Reviewer #3:
Park et al. present an analysis of how structural connectomes (estimated with diffusion MRI) change from childhood to young adulthood. To characterize the changes, they embed each connectome into a 3-dimensional space using nonlinear dimensionality reduction (and alignment to a template sample), and then perform a range of analyses of the statistics derived from this space (notably, distances to the template centroid, 'eccentricity'). The paper is well written, the data are fantastic, and the analyses are interesting, but I have a range of methodological concerns.
1) Interpretability and Lack of Comparison The authors claim repeatedly that they are "capitalizing on advanced manifold learning techniques". One could imagine an infinite number of papers that take a dataset, use a technique to extract a metric, X (e.g., eccentricity), and then write about the changes in X with some property of interest, Y (e.g., age). Given this set of papers (and the non-independence between the set of possible Xs), the reader ought to be most interested in those Xs that provide the best performance and simplest interpretation, with other papers being redundant. Thus, a nuanced approach to presenting a paper like this is to demonstrate that the metric used represents an advance over alternative, simpler-to-compute, or clearer-to-interpret metrics that already exist. In this paper, however, the authors do not demonstrate the benefits of their particular choice of applying a specific nonlinear dimensionality reduction method using 3 dimensions alignment to a template manifold and then computing an eccentricity metric. For example:
i) Is the nonlinearity required (e.g., does it outperform PCA or MDS)?
ii) Is there something special about picking 3 dimensions to do the eccentricity calculation? Is dimensionality reduction required at all (e.g., would you get similar results by computing eccentricity in the full-dimensional space?)
iii) Does it outperform basic connectome measures (e.g., the simple ones the authors compute)?
There is a clear down-side of how opaque the approach is (and thus difficult to interpret relative to, say, connectivity degree), so one would hope for a correspondingly strong boost in performance.
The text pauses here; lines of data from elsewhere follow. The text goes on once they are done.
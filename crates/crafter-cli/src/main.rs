use std::env;

use contracts::{CrafterConfig, SkillType};
use crafter_core::{AuthorityState, CrafterWorld, MemoryHost, SqliteWorkStore};

fn print_usage() {
    println!("crafter-cli <command>");
    println!("commands:");
    println!("  skills");
    println!("    lists the hireable craft skills");
    println!("  quote <skill> <current_ql> <target_ql> [mail]");
    println!("    prints the price in irons for one improvement order");
    println!("  simulate [ticks] [sqlite_path]");
    println!("    runs the demo workshop to the target tick and persists to sqlite");
    println!("    default ticks: 30, default path: crafter_runs.sqlite");
    println!("  status [sqlite_path]");
    println!("    prints the persisted crafter rows and authority balances");
}

fn parse_skill(value: Option<&String>) -> Result<SkillType, String> {
    let raw = value.ok_or_else(|| "missing skill".to_string())?;
    SkillType::parse(raw).ok_or_else(|| format!("unknown skill: {raw}"))
}

fn parse_quality(value: Option<&String>, label: &str) -> Result<f32, String> {
    let raw = value.ok_or_else(|| format!("missing {label}"))?;
    let quality = raw
        .parse::<f32>()
        .map_err(|_| format!("invalid {label}: {raw}"))?;
    if !quality.is_finite() || !(0.0..=100.0).contains(&quality) {
        return Err(format!("{label} must be in [0, 100], got {raw}"));
    }
    Ok(quality)
}

fn parse_sqlite_path(value: Option<&String>) -> String {
    value
        .map(String::to_string)
        .filter(|path| !path.trim().is_empty())
        .unwrap_or_else(|| "crafter_runs.sqlite".to_string())
}

fn run_quote(args: &[String]) -> Result<(), String> {
    let skill = parse_skill(args.get(2))?;
    let current_ql = parse_quality(args.get(3), "current_ql")?;
    let target_ql = parse_quality(args.get(4), "target_ql")?;
    if target_ql < current_ql {
        return Err(format!(
            "target_ql {target_ql} is below current_ql {current_ql}"
        ));
    }
    let mailed = args.get(5).map(String::as_str) == Some("mail");

    let config = CrafterConfig::default();
    let price = crafter_core::pricing::quote(skill, current_ql, target_ql, mailed, &config);
    println!(
        "quote skill={skill} current={current_ql} target={target_ql} mailed={mailed} price={price} irons"
    );
    Ok(())
}

/// Demo workshop: one smith, one forge, two priced orders and a donation.
/// The first order is collected and settled once finished.
fn run_simulation(args: &[String]) -> Result<(), String> {
    let ticks = args
        .get(2)
        .map(|value| {
            value
                .parse::<u64>()
                .map_err(|_| format!("invalid ticks: {value}"))
        })
        .transpose()?
        .unwrap_or(30);
    let sqlite_path = parse_sqlite_path(args.get(3));

    let smith = 100;
    let owner = 500;
    let customer = 200;
    let forge = 77;

    let mut world = CrafterWorld::new(CrafterConfig::default());
    world.add_crafter(smith, "Alvar", SkillType::Blacksmithing, owner);
    world
        .bind_forge(smith, Some(forge))
        .map_err(|err| err.to_string())?;

    let mut host = MemoryHost::new();
    host.add_forge(forge);
    host.add_item(1, 20.0);
    host.add_item(2, 35.0);
    host.add_item(3, 10.0);

    world
        .submit_order(smith, 1, customer, 60.0, false, &host)
        .map_err(|err| err.to_string())?;
    world
        .submit_order(smith, 2, customer, 80.0, true, &host)
        .map_err(|err| err.to_string())?;
    world
        .submit_donation(smith, 3)
        .map_err(|err| err.to_string())?;

    world.tick_n(&mut host, ticks);

    if let Ok(ask) = world.begin_collection(smith, customer, &mut host) {
        world
            .offer_payment(smith, customer, ask, &mut host)
            .map_err(|err| err.to_string())?;
    }

    let authority = AuthorityState {
        tax_balance: world.tax_balance(),
        upkeep_consumed: world.upkeep_consumed(),
        current_tick: world.current_tick(),
    };
    let config = world.config().clone();
    let snapshots = world.snapshots();
    let events = world.drain_events();

    let mut store =
        SqliteWorkStore::open(&sqlite_path).map_err(|err| format!("failed to open store: {err}"))?;
    store
        .persist_state(&config, authority, &snapshots, &events)
        .map_err(|err| format!("failed to persist state: {err}"))?;

    println!(
        "simulated ticks={} crafters={} events={} owner_balance={} sqlite={}",
        authority.current_tick,
        snapshots.len(),
        events.len(),
        world.shop_balance(smith).unwrap_or(0),
        sqlite_path
    );
    Ok(())
}

fn run_status(args: &[String]) -> Result<(), String> {
    let sqlite_path = parse_sqlite_path(args.get(2));
    let store =
        SqliteWorkStore::open(&sqlite_path).map_err(|err| format!("failed to open store: {err}"))?;

    let snapshots = store
        .load_snapshots()
        .map_err(|err| format!("failed to load crafters: {err}"))?;
    if snapshots.is_empty() {
        println!("no persisted crafters in {sqlite_path}");
        return Ok(());
    }
    for snapshot in &snapshots {
        let jobs = snapshot.workbook_text.lines().count();
        println!(
            "crafter id={} name={} skill={} level={:.1} owner={} balance={} forge={:?} jobs={}",
            snapshot.id,
            snapshot.name,
            snapshot.skill,
            snapshot.skill_level,
            snapshot.owner,
            snapshot.balance,
            snapshot.forge,
            jobs
        );
    }
    if let Some(authority) = store
        .load_authority()
        .map_err(|err| format!("failed to load authority: {err}"))?
    {
        println!(
            "authority tick={} tax_balance={} upkeep_consumed={}",
            authority.current_tick, authority.tax_balance, authority.upkeep_consumed
        );
    }
    Ok(())
}

fn main() {
    let args: Vec<String> = env::args().collect();
    let command = args.get(1).map(String::as_str);

    let result = match command {
        Some("skills") => {
            for skill in SkillType::ALL {
                println!("{skill}");
            }
            Ok(())
        }
        Some("quote") => run_quote(&args),
        Some("simulate") => run_simulation(&args),
        Some("status") => run_status(&args),
        _ => {
            print_usage();
            std::process::exit(2);
        }
    };

    if let Err(err) = result {
        eprintln!("error: {err}");
        print_usage();
        std::process::exit(2);
    }
}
The authors could also do more to develop some intuition for the idea of a low-dimensional connection-pattern-similarity-space, and how to interpret taking Euclidean distances within such a space.
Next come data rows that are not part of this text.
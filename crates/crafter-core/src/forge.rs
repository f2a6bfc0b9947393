//! Global forge reservation table: the single mutual-exclusion point in
//! the system. A forge maps to at most one crafter at any instant.

use std::collections::BTreeMap;
use std::fmt;
use std::sync::{Mutex, PoisonError};

use contracts::{CreatureId, ForgeId};

#[derive(Debug, Clone, PartialEq, Eq)]
pub enum ForgeError {
    /// The forge is reserved by a different crafter. Non-fatal: callers
    /// defer and retry, they never abort on contention.
    ResourceBusy {
        forge: ForgeId,
        held_by: CreatureId,
    },
}

impl fmt::Display for ForgeError {
    fn fmt(&self, f: &mut fmt::Formatter<'_>) -> fmt::Result {
        match self {
            Self::ResourceBusy { forge, held_by } => {
                write!(f, "forge {forge} is in use by crafter {held_by}")
            }
        }
    }
}

impl std::error::Error for ForgeError {}

/// Ruling for an external actor trying to open an assigned forge.
#[derive(Debug, Clone, PartialEq, Eq)]
pub enum AccessRuling {
    /// Not reserved; nothing to say.
    Unassigned,
    /// Reserved, but the actor is privileged: warn and allow.
    WarnAssigned { held_by: CreatureId },
    /// Reserved and the actor is ordinary: block.
    Blocked { held_by: CreatureId },
}

/// Exclusive-lock map from forge identity to the crafter using it.
///
/// `acquire`/`release` are atomic with respect to concurrent attempts:
/// both take the one internal lock for the duration of the map update and
/// nothing else. Acquire is try-only; there is no blocking wait.
#[derive(Debug, Default)]
pub struct ForgeRegistry {
    assignments: Mutex<BTreeMap<ForgeId, CreatureId>>,
}

impl ForgeRegistry {
    pub fn new() -> Self {
        Self::default()
    }

    /// Record `forge → crafter`. Succeeds if unmapped or already mapped to
    /// the same crafter; fails with `ResourceBusy` otherwise.
    pub fn acquire(&self, forge: ForgeId, crafter: CreatureId) -> Result<(), ForgeError> {
        let mut assignments = self.lock();
        match assignments.get(&forge) {
            Some(&holder) if holder != crafter => Err(ForgeError::ResourceBusy {
                forge,
                held_by: holder,
            }),
            _ => {
                assignments.insert(forge, crafter);
                Ok(())
            }
        }
    }

    /// Remove the mapping, only if `crafter` holds it. Returns whether a
    /// mapping was removed; releasing someone else's hold is a no-op.
    pub fn release(&self, forge: ForgeId, crafter: CreatureId) -> bool {
        let mut assignments = self.lock();
        if assignments.get(&forge) == Some(&crafter) {
            assignments.remove(&forge);
            true
        } else {
            false
        }
    }

    /// Drop every reservation held by `crafter` (worker destruction).
    pub fn release_all(&self, crafter: CreatureId) {
        self.lock().retain(|_, holder| *holder != crafter);
    }

    pub fn holder(&self, forge: ForgeId) -> Option<CreatureId> {
        self.lock().get(&forge).copied()
    }

    pub fn is_assigned(&self, forge: ForgeId) -> bool {
        self.lock().contains_key(&forge)
    }

    /// Ruling for an external actor with the given power level. The
    /// privilege threshold is configuration, not a core invariant.
    pub fn ruling(&self, forge: ForgeId, actor_power: u8, override_power: u8) -> AccessRuling {
        match self.holder(forge) {
            None => AccessRuling::Unassigned,
            Some(held_by) if actor_power >= override_power => {
                AccessRuling::WarnAssigned { held_by }
            }
            Some(held_by) => AccessRuling::Blocked { held_by },
        }
    }

    fn lock(&self) -> std::sync::MutexGuard<'_, BTreeMap<ForgeId, CreatureId>> {
        self.assignments
            .lock()
            .unwrap_or_else(PoisonError::into_inner)
    }
}

#[cfg(test)]
mod tests {
    use super::*;

    #[test]
    fn second_crafter_is_rejected_until_release() {
        let registry = ForgeRegistry::new();
        registry.acquire(7, 100).expect("first acquire");
        let err = registry.acquire(7, 200).unwrap_err();
        assert_eq!(
            err,
            ForgeError::ResourceBusy {
                forge: 7,
                held_by: 100
            }
        );

        assert!(registry.release(7, 100));
        registry.acquire(7, 200).expect("acquire after release");
    }

    #[test]
    fn acquire_is_idempotent_for_the_holder() {
        let registry = ForgeRegistry::new();
        registry.acquire(7, 100).expect("first");
        registry.acquire(7, 100).expect("repeat");
        assert_eq!(registry.holder(7), Some(100));
    }

    #[test]
    fn release_by_non_holder_is_a_no_op() {
        let registry = ForgeRegistry::new();
        registry.acquire(7, 100).expect("acquire");
        assert!(!registry.release(7, 200));
        assert_eq!(registry.holder(7), Some(100));
    }

    #[test]
    fn release_all_clears_only_that_crafter() {
        let registry = ForgeRegistry::new();
        registry.acquire(1, 100).expect("one");
        registry.acquire(2, 100).expect("two");
        registry.acquire(3, 200).expect("other");

        registry.release_all(100);
        assert!(!registry.is_assigned(1));
        assert!(!registry.is_assigned(2));
        assert_eq!(registry.holder(3), Some(200));
    }

    #[test]
    fn ruling_distinguishes_privileged_actors() {
        let registry = ForgeRegistry::new();
        assert_eq!(registry.ruling(7, 0, 2), AccessRuling::Unassigned);

        registry.acquire(7, 100).expect("acquire");
        assert_eq!(
            registry.ruling(7, 1, 2),
            AccessRuling::Blocked { held_by: 100 }
        );
        assert_eq!(
            registry.ruling(7, 2, 2),
            AccessRuling::WarnAssigned { held_by: 100 }
        );
    }

    #[test]
    fn concurrent_acquire_admits_exactly_one() {
        use std::sync::Arc;
        use std::thread;

        let registry = Arc::new(ForgeRegistry::new());
        let mut handles = Vec::new();
        for crafter in 1..=8u64 {
            let registry = Arc::clone(&registry);
            handles.push(thread::spawn(move || {
                registry.acquire(42, crafter).is_ok()
            }));
        }
        let granted = handles
            .into_iter()
            .map(|handle| handle.join().unwrap_or(false))
            .filter(|granted| *granted)
            .count();
        assert_eq!(granted, 1);
        assert!(registry.is_assigned(42));
    }
}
2) Developmental Enrichment Analysis Both in the main text and in the Methods, this is described as "genes were fed into a developmental enrichment analysis". Can some explanation be provided as to what happens between the "feeding in" and what comes out? Without clearly described methods, it is impossible to interpret or critique this component of the paper. If the methodological details are opaque, then the significance of the results could be tested numerically relative to some randomized null inputs being 'fed in' to demonstrate specificity of the tested phenotype.
3) IQ prediction
The predictions seem to be very poor (equality lines, y = x, should be drawn in Fig. 5, to show what perfect predictions would look like; linear regressions are not helpful for a prediction task, and are deceptive of the appropriate MAE computation). The authors do not perform any comparisons in this section (even to a real baseline model like predicted_IQ = mean(training_set_IQ)
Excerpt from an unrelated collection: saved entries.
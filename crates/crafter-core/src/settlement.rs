//! Settlement: per-crafter shop balances, the owner pointer, the tax
//! authority, and the policy-dependent payout split. Balances mutate only
//! here, never from negotiation code, and each settlement applies its
//! full split or none of it.

use std::collections::BTreeMap;
use std::fmt;

use contracts::{CrafterConfig, CreatureId, PaymentPolicy};

use crate::pricing::round_half_up;

#[derive(Debug, Clone, PartialEq, Eq)]
pub enum SettlementError {
    /// The counterparty's stake does not cover the committed price.
    /// Re-checked at commit time, never trusted from negotiation.
    InsufficientFunds { required: i64, offered: i64 },
    /// No shop registered for this crafter.
    UnknownShop(CreatureId),
}

impl fmt::Display for SettlementError {
    fn fmt(&self, f: &mut fmt::Formatter<'_>) -> fmt::Result {
        match self {
            Self::InsufficientFunds { required, offered } => {
                write!(f, "insufficient funds: {offered} offered, {required} required")
            }
            Self::UnknownShop(crafter) => write!(f, "no shop for crafter {crafter}"),
        }
    }
}

impl std::error::Error for SettlementError {}

/// One crafter's shop: its owner and accumulated balance in irons.
#[derive(Debug, Clone, PartialEq, Eq)]
pub struct ShopAccount {
    pub owner: CreatureId,
    pub balance: i64,
}

/// How one settled price was split.
#[derive(Debug, Clone, Copy, PartialEq, Eq)]
pub struct PayoutSplit {
    pub to_owner: i64,
    pub to_tax: i64,
    /// Withheld upkeep, consumed — credited nowhere further.
    pub upkeep_withheld: i64,
}

#[derive(Debug, Clone, PartialEq, Eq)]
pub struct PayoutRecord {
    pub tick: u64,
    pub crafter: CreatureId,
    pub price: i64,
    pub split: PayoutSplit,
}

#[derive(Debug, Clone, Default)]
pub struct SettlementLedger {
    shops: BTreeMap<CreatureId, ShopAccount>,
    tax_balance: i64,
    upkeep_consumed: i64,
    payouts: Vec<PayoutRecord>,
}

impl SettlementLedger {
    pub fn new() -> Self {
        Self::default()
    }

    pub fn register_shop(&mut self, crafter: CreatureId, owner: CreatureId) {
        self.shops
            .entry(crafter)
            .or_insert(ShopAccount { owner, balance: 0 });
    }

    /// Re-create a shop from persisted state, balance included.
    /// Overwrites any existing account for the crafter.
    pub fn restore_shop(&mut self, crafter: CreatureId, owner: CreatureId, balance: i64) {
        self.shops.insert(crafter, ShopAccount { owner, balance });
    }

    /// Re-seed the authority sinks from persisted state.
    pub fn restore_authority(&mut self, tax_balance: i64, upkeep_consumed: i64) {
        self.tax_balance = tax_balance;
        self.upkeep_consumed = upkeep_consumed;
    }

    pub fn remove_shop(&mut self, crafter: CreatureId) -> Option<ShopAccount> {
        self.shops.remove(&crafter)
    }

    pub fn owner_of(&self, crafter: CreatureId) -> Option<CreatureId> {
        self.shops.get(&crafter).map(|shop| shop.owner)
    }

    pub fn balance_of(&self, crafter: CreatureId) -> Option<i64> {
        self.shops.get(&crafter).map(|shop| shop.balance)
    }

    pub fn tax_balance(&self) -> i64 {
        self.tax_balance
    }

    pub fn upkeep_consumed(&self) -> i64 {
        self.upkeep_consumed
    }

    pub fn payouts(&self) -> &[PayoutRecord] {
        &self.payouts
    }

    /// Rewrite the owner pointer. Out-of-band administrative operation:
    /// independent of any open session and touches nothing else.
    pub fn set_owner(
        &mut self,
        crafter: CreatureId,
        new_owner: CreatureId,
    ) -> Result<CreatureId, SettlementError> {
        let shop = self
            .shops
            .get_mut(&crafter)
            .ok_or(SettlementError::UnknownShop(crafter))?;
        let previous = shop.owner;
        shop.owner = new_owner;
        Ok(previous)
    }

    /// Compute the split for a price under the configured policy. Pure.
    pub fn split_for(price: i64, config: &CrafterConfig) -> PayoutSplit {
        match config.payment {
            PaymentPolicy::ForOwner => PayoutSplit {
                to_owner: price,
                to_tax: 0,
                upkeep_withheld: 0,
            },
            PaymentPolicy::TaxAndUpkeep => {
                let to_owner =
                    round_half_up(price as f64 * (1.0 - config.upkeep_fraction())).clamp(0, price);
                PayoutSplit {
                    to_owner,
                    to_tax: 0,
                    upkeep_withheld: price - to_owner,
                }
            }
            PaymentPolicy::AllTax => PayoutSplit {
                to_owner: 0,
                to_tax: price,
                upkeep_withheld: 0,
            },
        }
    }

    /// Settle an accepted session: re-check the stake, then apply the
    /// whole split. The split is computed in full before any balance
    /// mutates, so a failure leaves the ledger untouched.
    pub fn settle(
        &mut self,
        crafter: CreatureId,
        price: i64,
        offered: i64,
        config: &CrafterConfig,
        tick: u64,
    ) -> Result<PayoutSplit, SettlementError> {
        if offered < price {
            return Err(SettlementError::InsufficientFunds {
                required: price,
                offered,
            });
        }
        if !self.shops.contains_key(&crafter) {
            return Err(SettlementError::UnknownShop(crafter));
        }

        let split = Self::split_for(price, config);

        let shop = self.shops.get_mut(&crafter).expect("shop checked above");
        shop.balance += split.to_owner;
        self.tax_balance += split.to_tax;
        self.upkeep_consumed += split.upkeep_withheld;
        self.payouts.push(PayoutRecord {
            tick,
            crafter,
            price,
            split,
        });

        Ok(split)
    }
}

#[cfg(test)]
mod tests {
    use super::*;

    fn config_with(policy: PaymentPolicy) -> CrafterConfig {
        CrafterConfig {
            payment: policy,
            ..CrafterConfig::default()
        }
    }

    fn ledger() -> SettlementLedger {
        let mut ledger = SettlementLedger::new();
        ledger.register_shop(100, 500);
        ledger
    }

    #[test]
    fn for_owner_credits_the_full_price() {
        let mut ledger = ledger();
        let config = config_with(PaymentPolicy::ForOwner);
        let split = ledger.settle(100, 300, 300, &config, 1).expect("settle");
        assert_eq!(split.to_owner, 300);
        assert_eq!(ledger.balance_of(100), Some(300));
        assert_eq!(ledger.tax_balance(), 0);
        assert_eq!(ledger.upkeep_consumed(), 0);
    }

    #[test]
    fn all_tax_credits_the_authority_and_nothing_to_owner() {
        let mut ledger = ledger();
        let config = config_with(PaymentPolicy::AllTax);
        let split = ledger.settle(100, 300, 300, &config, 1).expect("settle");
        assert_eq!(split.to_owner, 0);
        assert_eq!(split.to_tax, 300);
        assert_eq!(ledger.balance_of(100), Some(0));
        assert_eq!(ledger.tax_balance(), 300);
    }

    #[test]
    fn upkeep_share_is_withheld_and_consumed() {
        let mut ledger = ledger();
        // 25% upkeep on 301 irons: owner gets round_half_up(225.75) = 226.
        let config = config_with(PaymentPolicy::TaxAndUpkeep);
        let split = ledger.settle(100, 301, 301, &config, 1).expect("settle");
        assert_eq!(split.to_owner, 226);
        assert_eq!(split.upkeep_withheld, 75);
        assert_eq!(split.to_tax, 0);
        assert_eq!(ledger.balance_of(100), Some(226));
        assert_eq!(ledger.upkeep_consumed(), 75);
        // Nothing credited anywhere further.
        assert_eq!(ledger.tax_balance(), 0);
    }

    #[test]
    fn short_stake_fails_and_leaves_balances_untouched() {
        let mut ledger = ledger();
        let config = config_with(PaymentPolicy::ForOwner);
        let err = ledger.settle(100, 300, 299, &config, 1).unwrap_err();
        assert_eq!(
            err,
            SettlementError::InsufficientFunds {
                required: 300,
                offered: 299
            }
        );
        assert_eq!(ledger.balance_of(100), Some(0));
        assert!(ledger.payouts().is_empty());
    }

    #[test]
    fn unknown_shop_is_an_error() {
        let mut ledger = SettlementLedger::new();
        let config = config_with(PaymentPolicy::ForOwner);
        let err = ledger.settle(9, 10, 10, &config, 1).unwrap_err();
        assert_eq!(err, SettlementError::UnknownShop(9));
    }

    #[test]
    fn set_owner_is_independent_of_balances() {
        let mut ledger = ledger();
        let config = config_with(PaymentPolicy::ForOwner);
        ledger.settle(100, 50, 50, &config, 1).expect("settle");
        let previous = ledger.set_owner(100, 600).expect("transfer");
        assert_eq!(previous, 500);
        assert_eq!(ledger.owner_of(100), Some(600));
        assert_eq!(ledger.balance_of(100), Some(50));
    }

    #[test]
    fn restore_shop_keeps_the_persisted_balance() {
        let mut ledger = SettlementLedger::new();
        ledger.restore_shop(100, 500, 226);
        ledger.restore_authority(40, 75);
        assert_eq!(ledger.balance_of(100), Some(226));
        assert_eq!(ledger.owner_of(100), Some(500));
        assert_eq!(ledger.tax_balance(), 40);
        assert_eq!(ledger.upkeep_consumed(), 75);
        // A later register call must not reset the restored account.
        ledger.register_shop(100, 500);
        assert_eq!(ledger.balance_of(100), Some(226));
    }

    #[test]
    fn zero_price_settles_cleanly() {
        let mut ledger = ledger();
        let config = config_with(PaymentPolicy::TaxAndUpkeep);
        let split = ledger.settle(100, 0, 0, &config, 1).expect("settle");
        assert_eq!(split, PayoutSplit { to_owner: 0, to_tax: 0, upkeep_withheld: 0 });
    }
}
). They also do not perform statistical tests (or quote p-values), but nevertheless make a range of claims, including of "significant prediction" or "prediction accuracy was improved", "reemphasize the benefits of incorporating subcortical nodes", etc. All of these claims should be tested relative to rigorous statistics, and comparisons to appropriate baseline/benchmark approaches.
4) Group Connectome Given how much the paper relies on estimating a group structural connectome, it should be visualized and characterized. For example, a basic analysis of the distribution of edge weights and degree, especially as edge weights can vary over orders of magnitude and high weights (more likely to be short distances) may therefore unduly dominate some of the low-dimensional components). The authors may also consider testing robustness performed to alternative ways of estimating the connectome [e.g., Oldham et al. NeuroImage 222, 117252 (2020)] and its group-level summary [e.g., Roberts et al. NeuroImage 145, 1-42 (2016)].
5) Individual Alignment The paper relies on individuals being successfully aligned to the template manifold. Accordingly, some analysis should be performed quantifying how well individuals could be mapped. Presumably some subjects fit very well onto the template, whereas others do not. Is there something interesting about the poorly aligned subjects? Do your results improve when excluding them?